(PROBLEM TO WORK ON) Using the records below, filter out every line that lacks "globals" and copy the rest.

(Dataset entries)

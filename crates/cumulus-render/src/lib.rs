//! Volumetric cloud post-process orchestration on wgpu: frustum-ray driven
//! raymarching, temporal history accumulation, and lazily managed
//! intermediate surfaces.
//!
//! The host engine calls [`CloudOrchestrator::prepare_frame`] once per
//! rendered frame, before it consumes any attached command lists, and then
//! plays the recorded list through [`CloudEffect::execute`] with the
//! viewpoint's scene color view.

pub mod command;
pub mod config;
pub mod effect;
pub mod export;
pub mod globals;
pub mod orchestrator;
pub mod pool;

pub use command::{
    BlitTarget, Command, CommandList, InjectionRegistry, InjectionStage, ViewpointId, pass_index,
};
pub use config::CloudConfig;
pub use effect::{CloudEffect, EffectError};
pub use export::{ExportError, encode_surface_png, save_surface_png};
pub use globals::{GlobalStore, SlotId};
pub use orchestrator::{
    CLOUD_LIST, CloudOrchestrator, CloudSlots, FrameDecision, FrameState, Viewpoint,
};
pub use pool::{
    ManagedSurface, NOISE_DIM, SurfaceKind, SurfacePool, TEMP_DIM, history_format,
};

(TASK ANSWER)
pub mod globals;
pub use globals::{GlobalStore, SlotId};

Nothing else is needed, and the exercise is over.